Search the listing below for the string "main", then copy every line it appears in.

Records for this task

......

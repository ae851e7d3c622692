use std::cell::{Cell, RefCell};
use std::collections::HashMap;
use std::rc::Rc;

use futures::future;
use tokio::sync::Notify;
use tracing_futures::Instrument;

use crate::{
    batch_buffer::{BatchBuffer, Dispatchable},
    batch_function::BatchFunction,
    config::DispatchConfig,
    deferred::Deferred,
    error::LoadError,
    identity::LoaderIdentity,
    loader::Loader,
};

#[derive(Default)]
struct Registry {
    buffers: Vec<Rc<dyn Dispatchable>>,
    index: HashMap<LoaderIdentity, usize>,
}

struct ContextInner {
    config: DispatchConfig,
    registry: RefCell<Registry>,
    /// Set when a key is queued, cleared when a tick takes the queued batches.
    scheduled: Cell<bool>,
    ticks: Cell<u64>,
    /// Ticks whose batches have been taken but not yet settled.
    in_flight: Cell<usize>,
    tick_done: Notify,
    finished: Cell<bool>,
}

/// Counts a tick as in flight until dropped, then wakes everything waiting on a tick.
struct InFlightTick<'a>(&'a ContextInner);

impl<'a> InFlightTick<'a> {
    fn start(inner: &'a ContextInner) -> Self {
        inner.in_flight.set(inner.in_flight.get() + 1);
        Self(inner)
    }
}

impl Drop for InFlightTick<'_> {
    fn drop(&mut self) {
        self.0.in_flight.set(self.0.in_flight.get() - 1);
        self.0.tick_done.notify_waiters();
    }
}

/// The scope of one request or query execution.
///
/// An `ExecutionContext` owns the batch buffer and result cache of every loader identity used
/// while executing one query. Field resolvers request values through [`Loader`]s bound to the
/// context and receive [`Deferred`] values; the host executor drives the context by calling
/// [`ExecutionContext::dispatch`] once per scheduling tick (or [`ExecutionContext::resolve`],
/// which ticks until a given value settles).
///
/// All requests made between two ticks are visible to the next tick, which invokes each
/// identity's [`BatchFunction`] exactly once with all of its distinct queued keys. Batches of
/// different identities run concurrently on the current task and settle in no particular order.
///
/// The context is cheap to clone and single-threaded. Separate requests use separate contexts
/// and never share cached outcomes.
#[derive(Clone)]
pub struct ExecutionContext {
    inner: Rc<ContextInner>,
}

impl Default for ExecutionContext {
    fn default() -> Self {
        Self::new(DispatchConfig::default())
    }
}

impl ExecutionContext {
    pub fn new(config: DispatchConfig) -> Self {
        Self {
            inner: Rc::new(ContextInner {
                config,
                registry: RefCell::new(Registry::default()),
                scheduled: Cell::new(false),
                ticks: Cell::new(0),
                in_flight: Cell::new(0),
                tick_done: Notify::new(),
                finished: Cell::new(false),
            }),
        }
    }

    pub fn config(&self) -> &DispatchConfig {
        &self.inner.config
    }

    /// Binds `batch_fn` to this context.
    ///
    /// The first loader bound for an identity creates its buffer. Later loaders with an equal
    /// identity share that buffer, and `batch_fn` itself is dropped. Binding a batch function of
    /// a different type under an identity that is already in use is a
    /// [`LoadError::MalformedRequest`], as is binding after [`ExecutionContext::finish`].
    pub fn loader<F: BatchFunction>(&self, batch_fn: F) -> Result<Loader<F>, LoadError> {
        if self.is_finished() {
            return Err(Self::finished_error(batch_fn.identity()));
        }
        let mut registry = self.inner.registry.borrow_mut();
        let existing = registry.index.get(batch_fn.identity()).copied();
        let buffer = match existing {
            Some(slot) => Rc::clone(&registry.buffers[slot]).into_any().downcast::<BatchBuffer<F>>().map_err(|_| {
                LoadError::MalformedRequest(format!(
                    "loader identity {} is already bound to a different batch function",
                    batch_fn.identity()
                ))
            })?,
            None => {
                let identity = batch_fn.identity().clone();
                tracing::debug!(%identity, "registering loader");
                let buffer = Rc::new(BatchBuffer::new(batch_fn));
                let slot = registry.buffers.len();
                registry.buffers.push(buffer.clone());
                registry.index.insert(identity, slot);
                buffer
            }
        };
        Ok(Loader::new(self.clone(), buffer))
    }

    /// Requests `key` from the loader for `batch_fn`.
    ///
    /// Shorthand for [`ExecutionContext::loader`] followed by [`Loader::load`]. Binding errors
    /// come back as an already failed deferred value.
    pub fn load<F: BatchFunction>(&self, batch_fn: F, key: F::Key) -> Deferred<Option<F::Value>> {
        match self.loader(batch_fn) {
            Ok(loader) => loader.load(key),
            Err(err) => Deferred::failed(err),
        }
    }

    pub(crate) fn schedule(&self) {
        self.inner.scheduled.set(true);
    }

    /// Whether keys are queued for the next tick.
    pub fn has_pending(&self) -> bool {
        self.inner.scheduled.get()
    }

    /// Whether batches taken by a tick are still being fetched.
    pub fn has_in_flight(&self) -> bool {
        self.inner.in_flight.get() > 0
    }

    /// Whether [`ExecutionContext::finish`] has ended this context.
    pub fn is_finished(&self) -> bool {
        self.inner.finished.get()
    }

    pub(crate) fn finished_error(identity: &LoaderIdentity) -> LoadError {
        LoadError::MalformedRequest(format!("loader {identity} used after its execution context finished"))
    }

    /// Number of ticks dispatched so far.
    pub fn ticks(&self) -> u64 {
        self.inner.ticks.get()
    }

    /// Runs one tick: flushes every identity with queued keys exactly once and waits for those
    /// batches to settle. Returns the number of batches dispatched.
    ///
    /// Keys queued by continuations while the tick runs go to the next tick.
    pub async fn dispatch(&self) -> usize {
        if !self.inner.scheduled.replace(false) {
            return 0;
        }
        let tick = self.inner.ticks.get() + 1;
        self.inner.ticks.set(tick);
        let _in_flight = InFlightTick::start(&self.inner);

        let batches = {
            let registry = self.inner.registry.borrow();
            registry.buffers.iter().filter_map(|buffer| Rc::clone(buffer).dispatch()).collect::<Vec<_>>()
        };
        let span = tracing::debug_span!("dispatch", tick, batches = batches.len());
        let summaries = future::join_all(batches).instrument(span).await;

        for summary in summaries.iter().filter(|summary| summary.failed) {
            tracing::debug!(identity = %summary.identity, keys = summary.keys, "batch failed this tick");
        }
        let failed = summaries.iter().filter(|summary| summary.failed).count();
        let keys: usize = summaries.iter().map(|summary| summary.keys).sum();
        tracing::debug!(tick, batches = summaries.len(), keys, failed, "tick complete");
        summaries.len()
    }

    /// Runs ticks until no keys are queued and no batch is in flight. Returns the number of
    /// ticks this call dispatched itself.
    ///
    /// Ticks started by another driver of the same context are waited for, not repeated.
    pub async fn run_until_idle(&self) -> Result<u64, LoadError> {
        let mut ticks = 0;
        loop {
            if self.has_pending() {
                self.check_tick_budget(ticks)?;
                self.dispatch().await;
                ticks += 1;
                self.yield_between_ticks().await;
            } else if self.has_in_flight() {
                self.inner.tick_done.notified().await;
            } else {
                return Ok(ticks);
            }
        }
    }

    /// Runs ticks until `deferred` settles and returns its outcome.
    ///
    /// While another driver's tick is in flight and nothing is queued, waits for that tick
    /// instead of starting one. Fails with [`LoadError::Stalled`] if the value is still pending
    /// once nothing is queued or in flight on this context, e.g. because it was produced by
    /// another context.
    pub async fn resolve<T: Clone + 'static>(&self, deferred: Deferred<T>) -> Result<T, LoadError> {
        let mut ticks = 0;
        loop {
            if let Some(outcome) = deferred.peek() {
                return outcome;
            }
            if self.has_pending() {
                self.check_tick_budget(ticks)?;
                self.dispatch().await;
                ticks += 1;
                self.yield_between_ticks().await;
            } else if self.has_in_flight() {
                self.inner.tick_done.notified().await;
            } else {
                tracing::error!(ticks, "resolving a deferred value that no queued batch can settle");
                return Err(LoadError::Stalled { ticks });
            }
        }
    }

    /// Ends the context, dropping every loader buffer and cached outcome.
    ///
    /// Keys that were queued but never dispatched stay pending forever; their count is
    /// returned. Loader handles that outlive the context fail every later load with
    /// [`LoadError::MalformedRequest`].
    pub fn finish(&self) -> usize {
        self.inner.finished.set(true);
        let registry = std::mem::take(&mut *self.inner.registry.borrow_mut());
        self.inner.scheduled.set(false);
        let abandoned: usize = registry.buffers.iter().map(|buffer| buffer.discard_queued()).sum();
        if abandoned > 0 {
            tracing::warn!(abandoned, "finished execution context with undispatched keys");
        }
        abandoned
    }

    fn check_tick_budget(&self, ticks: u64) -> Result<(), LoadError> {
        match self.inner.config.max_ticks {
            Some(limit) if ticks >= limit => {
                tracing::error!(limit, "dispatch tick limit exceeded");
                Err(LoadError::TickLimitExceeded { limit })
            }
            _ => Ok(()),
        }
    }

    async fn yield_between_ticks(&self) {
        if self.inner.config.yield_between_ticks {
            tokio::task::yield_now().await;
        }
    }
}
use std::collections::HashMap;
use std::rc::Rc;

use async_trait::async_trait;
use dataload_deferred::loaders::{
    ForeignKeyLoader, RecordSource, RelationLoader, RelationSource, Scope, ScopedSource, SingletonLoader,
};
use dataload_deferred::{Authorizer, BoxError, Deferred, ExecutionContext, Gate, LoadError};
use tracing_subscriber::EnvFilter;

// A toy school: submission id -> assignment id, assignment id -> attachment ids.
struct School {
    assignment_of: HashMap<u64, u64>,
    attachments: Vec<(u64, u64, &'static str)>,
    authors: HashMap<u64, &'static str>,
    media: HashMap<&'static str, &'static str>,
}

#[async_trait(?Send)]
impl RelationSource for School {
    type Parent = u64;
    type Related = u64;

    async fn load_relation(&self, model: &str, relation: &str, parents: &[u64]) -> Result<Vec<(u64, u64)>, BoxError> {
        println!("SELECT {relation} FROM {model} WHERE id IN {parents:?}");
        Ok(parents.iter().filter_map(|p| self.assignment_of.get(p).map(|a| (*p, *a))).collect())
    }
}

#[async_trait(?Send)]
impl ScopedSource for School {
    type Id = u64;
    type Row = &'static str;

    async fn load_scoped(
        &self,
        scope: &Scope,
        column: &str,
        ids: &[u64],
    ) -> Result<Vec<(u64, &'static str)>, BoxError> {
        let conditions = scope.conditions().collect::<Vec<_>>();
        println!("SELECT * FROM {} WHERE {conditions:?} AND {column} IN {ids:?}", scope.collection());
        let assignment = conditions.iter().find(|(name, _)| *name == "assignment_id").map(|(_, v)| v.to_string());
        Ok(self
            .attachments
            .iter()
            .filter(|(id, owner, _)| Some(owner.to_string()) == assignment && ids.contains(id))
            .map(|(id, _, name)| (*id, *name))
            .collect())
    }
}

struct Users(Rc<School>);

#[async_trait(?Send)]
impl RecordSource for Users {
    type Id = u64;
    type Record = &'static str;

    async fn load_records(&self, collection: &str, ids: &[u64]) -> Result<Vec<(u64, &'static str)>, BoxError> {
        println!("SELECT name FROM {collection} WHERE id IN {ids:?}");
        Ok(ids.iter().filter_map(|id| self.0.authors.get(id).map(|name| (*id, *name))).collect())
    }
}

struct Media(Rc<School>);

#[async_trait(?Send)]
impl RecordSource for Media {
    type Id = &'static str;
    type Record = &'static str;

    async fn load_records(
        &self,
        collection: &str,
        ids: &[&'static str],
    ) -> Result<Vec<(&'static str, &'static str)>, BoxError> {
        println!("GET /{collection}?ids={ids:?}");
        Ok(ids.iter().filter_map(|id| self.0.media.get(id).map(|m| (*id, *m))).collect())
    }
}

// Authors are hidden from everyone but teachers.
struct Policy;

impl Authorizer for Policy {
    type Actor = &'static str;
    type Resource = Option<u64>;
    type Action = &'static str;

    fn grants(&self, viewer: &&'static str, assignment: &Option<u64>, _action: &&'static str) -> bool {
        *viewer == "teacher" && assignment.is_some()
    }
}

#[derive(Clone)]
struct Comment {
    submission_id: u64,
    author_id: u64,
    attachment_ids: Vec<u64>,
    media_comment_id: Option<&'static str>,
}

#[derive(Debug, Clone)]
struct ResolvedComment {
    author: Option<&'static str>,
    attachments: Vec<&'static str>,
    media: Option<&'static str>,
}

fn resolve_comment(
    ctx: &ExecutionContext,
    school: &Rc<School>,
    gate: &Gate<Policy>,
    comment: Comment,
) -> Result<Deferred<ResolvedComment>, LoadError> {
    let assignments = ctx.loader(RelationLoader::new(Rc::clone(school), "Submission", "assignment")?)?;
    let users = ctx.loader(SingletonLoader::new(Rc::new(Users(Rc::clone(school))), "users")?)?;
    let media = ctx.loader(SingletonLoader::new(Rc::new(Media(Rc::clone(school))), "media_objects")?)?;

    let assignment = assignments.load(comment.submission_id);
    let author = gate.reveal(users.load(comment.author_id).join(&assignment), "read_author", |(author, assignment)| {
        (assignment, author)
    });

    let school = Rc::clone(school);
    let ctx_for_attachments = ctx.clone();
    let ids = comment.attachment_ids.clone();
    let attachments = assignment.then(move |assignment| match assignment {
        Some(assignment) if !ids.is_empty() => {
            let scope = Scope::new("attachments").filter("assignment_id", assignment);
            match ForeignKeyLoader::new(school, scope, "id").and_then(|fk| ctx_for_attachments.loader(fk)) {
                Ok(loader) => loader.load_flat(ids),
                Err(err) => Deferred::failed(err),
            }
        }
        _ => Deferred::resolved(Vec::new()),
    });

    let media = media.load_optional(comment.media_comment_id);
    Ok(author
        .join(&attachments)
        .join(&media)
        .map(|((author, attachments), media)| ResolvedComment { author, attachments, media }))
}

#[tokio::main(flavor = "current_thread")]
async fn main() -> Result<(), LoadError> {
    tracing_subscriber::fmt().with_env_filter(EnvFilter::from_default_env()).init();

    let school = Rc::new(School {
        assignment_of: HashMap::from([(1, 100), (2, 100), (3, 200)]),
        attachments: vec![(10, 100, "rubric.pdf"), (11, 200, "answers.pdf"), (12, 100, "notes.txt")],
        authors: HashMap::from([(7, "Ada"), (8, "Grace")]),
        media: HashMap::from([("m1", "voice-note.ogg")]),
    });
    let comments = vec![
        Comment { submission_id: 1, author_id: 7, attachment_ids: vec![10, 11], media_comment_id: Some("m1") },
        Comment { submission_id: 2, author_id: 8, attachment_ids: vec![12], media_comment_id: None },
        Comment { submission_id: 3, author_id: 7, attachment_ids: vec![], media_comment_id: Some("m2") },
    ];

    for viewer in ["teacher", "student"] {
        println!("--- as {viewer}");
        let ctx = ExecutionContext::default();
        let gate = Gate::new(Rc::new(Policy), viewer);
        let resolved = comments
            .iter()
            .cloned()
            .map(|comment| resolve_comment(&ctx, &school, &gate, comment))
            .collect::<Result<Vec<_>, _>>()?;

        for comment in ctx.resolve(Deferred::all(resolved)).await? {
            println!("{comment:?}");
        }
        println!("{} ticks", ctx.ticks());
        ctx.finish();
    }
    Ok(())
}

......

Exercise output
#[tokio::main(flavor = "current_thread")]
async fn main() -> Result<(), LoadError> {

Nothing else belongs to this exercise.